Assignment
Copy out every line of the records where the string "close" occurs.

Source data below:

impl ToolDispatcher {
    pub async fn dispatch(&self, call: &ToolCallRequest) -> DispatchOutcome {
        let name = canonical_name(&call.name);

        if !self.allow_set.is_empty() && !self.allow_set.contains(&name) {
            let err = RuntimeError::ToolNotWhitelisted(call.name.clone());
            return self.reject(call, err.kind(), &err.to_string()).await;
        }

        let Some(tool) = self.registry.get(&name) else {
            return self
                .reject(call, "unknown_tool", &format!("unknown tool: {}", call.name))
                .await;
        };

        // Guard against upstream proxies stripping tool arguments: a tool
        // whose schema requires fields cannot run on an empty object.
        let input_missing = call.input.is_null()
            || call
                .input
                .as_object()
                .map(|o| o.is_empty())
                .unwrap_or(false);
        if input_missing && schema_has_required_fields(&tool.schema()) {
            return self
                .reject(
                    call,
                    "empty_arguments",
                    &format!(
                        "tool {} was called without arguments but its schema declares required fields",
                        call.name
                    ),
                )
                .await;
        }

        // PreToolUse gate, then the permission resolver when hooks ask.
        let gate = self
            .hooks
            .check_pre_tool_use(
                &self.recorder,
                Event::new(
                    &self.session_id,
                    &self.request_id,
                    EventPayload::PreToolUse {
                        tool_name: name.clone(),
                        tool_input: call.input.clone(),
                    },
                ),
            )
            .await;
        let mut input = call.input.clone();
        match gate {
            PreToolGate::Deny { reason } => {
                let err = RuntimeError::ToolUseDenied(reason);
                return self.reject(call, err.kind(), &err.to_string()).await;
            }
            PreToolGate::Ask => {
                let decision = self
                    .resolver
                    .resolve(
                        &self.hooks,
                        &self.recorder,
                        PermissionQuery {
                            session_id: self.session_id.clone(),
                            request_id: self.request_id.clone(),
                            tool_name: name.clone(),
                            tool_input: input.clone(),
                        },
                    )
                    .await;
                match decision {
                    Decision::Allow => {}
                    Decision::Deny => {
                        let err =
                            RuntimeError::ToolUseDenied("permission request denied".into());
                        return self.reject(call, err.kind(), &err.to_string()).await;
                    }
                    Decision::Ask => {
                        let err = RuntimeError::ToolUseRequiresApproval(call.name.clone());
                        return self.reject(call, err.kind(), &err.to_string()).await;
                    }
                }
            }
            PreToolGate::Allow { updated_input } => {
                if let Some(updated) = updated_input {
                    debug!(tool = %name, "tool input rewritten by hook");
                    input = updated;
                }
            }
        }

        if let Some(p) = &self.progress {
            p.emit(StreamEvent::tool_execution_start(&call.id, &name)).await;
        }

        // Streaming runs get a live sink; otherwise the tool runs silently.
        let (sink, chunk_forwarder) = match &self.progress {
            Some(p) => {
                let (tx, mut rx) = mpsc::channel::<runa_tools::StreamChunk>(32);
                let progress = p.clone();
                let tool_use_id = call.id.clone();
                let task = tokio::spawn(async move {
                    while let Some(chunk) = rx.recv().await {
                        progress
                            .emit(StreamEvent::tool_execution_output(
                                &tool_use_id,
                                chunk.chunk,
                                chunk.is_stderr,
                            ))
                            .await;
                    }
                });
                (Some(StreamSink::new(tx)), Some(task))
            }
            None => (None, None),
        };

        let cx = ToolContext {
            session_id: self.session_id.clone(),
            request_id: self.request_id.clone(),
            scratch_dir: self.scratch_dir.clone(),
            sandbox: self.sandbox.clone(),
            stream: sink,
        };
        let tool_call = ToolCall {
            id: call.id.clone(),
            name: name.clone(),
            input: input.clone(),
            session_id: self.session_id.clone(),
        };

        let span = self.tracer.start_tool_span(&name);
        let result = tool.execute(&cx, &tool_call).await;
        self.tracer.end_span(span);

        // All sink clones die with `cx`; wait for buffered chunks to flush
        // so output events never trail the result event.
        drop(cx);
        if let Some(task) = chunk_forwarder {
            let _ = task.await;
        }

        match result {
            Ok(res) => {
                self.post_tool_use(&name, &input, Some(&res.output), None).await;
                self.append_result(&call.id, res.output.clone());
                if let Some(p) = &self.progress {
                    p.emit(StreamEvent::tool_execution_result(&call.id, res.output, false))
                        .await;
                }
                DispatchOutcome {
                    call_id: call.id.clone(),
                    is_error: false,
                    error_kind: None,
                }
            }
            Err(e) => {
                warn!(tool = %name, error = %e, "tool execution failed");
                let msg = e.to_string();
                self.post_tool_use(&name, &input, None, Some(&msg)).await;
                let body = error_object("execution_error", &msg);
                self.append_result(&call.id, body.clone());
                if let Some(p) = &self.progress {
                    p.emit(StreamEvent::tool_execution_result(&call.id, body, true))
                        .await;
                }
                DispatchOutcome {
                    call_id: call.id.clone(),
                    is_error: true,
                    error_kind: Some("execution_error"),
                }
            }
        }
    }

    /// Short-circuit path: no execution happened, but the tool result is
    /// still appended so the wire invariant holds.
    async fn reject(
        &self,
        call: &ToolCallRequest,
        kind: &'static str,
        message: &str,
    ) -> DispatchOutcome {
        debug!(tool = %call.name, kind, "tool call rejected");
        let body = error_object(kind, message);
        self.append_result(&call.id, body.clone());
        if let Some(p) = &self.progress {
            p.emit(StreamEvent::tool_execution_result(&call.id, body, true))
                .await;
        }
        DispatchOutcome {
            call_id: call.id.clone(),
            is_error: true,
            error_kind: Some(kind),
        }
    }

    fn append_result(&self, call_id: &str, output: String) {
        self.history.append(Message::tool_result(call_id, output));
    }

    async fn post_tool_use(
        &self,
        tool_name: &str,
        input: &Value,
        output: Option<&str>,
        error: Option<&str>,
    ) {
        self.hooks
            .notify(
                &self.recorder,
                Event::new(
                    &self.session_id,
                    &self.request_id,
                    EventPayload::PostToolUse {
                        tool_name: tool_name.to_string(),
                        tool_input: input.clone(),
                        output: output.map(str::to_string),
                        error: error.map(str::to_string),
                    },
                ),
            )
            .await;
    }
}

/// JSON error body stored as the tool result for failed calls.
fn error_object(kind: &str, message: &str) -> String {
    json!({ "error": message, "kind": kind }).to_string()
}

End of Source data.
Source data below:

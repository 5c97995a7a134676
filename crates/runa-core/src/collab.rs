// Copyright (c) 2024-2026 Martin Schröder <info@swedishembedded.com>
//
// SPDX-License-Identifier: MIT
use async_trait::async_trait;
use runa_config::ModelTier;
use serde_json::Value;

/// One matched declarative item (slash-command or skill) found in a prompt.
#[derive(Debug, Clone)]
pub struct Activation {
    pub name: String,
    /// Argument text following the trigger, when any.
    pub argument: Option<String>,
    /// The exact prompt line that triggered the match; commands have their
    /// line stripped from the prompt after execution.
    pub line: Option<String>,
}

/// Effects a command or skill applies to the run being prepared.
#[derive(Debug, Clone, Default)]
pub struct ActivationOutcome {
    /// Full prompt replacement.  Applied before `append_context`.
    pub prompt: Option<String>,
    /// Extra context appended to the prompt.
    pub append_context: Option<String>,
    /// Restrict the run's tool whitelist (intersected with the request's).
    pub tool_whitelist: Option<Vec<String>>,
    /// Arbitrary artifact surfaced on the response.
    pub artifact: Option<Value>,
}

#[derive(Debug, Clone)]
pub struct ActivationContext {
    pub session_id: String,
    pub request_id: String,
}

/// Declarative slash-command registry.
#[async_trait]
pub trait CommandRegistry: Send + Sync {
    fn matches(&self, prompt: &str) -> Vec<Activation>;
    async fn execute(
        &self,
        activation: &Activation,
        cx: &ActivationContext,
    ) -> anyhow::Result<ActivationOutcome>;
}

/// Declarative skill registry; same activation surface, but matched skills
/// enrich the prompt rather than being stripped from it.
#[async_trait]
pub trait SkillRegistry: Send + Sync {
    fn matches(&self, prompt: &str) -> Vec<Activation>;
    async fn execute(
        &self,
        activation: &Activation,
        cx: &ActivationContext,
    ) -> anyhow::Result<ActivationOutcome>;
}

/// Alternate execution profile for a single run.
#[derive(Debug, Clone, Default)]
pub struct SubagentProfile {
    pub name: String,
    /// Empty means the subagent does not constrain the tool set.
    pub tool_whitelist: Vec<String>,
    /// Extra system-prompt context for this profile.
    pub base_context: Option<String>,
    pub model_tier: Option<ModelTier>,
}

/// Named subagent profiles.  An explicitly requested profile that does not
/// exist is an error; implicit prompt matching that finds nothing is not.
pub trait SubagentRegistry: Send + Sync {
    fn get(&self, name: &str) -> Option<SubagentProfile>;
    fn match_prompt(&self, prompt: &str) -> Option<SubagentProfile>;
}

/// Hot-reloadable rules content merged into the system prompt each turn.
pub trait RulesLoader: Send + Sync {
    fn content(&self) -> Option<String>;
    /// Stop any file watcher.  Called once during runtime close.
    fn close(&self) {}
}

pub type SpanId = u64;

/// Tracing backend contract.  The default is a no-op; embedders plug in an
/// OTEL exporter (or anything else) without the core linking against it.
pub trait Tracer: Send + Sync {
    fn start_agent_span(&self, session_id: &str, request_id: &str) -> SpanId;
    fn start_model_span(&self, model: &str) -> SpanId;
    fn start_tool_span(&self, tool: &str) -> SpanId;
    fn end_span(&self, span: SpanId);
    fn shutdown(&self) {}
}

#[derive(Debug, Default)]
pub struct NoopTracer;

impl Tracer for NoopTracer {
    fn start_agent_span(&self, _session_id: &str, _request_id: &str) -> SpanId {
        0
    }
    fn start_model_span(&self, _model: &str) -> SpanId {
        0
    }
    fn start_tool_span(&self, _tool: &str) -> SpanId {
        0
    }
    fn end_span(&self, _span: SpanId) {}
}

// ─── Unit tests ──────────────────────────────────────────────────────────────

End of Source data.
Source data below:

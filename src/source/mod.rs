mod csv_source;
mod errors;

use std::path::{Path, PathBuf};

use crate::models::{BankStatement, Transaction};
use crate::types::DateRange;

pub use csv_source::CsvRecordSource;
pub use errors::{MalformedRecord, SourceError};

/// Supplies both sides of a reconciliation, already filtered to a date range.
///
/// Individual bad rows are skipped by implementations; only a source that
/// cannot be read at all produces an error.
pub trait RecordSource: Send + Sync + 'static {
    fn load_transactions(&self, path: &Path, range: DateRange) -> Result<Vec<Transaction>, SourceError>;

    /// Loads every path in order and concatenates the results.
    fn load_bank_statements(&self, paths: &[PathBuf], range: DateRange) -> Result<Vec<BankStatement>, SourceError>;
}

End of Source data.

Expected output
    /// Stop any file watcher.  Called once during runtime close.
    fn close(&self) {}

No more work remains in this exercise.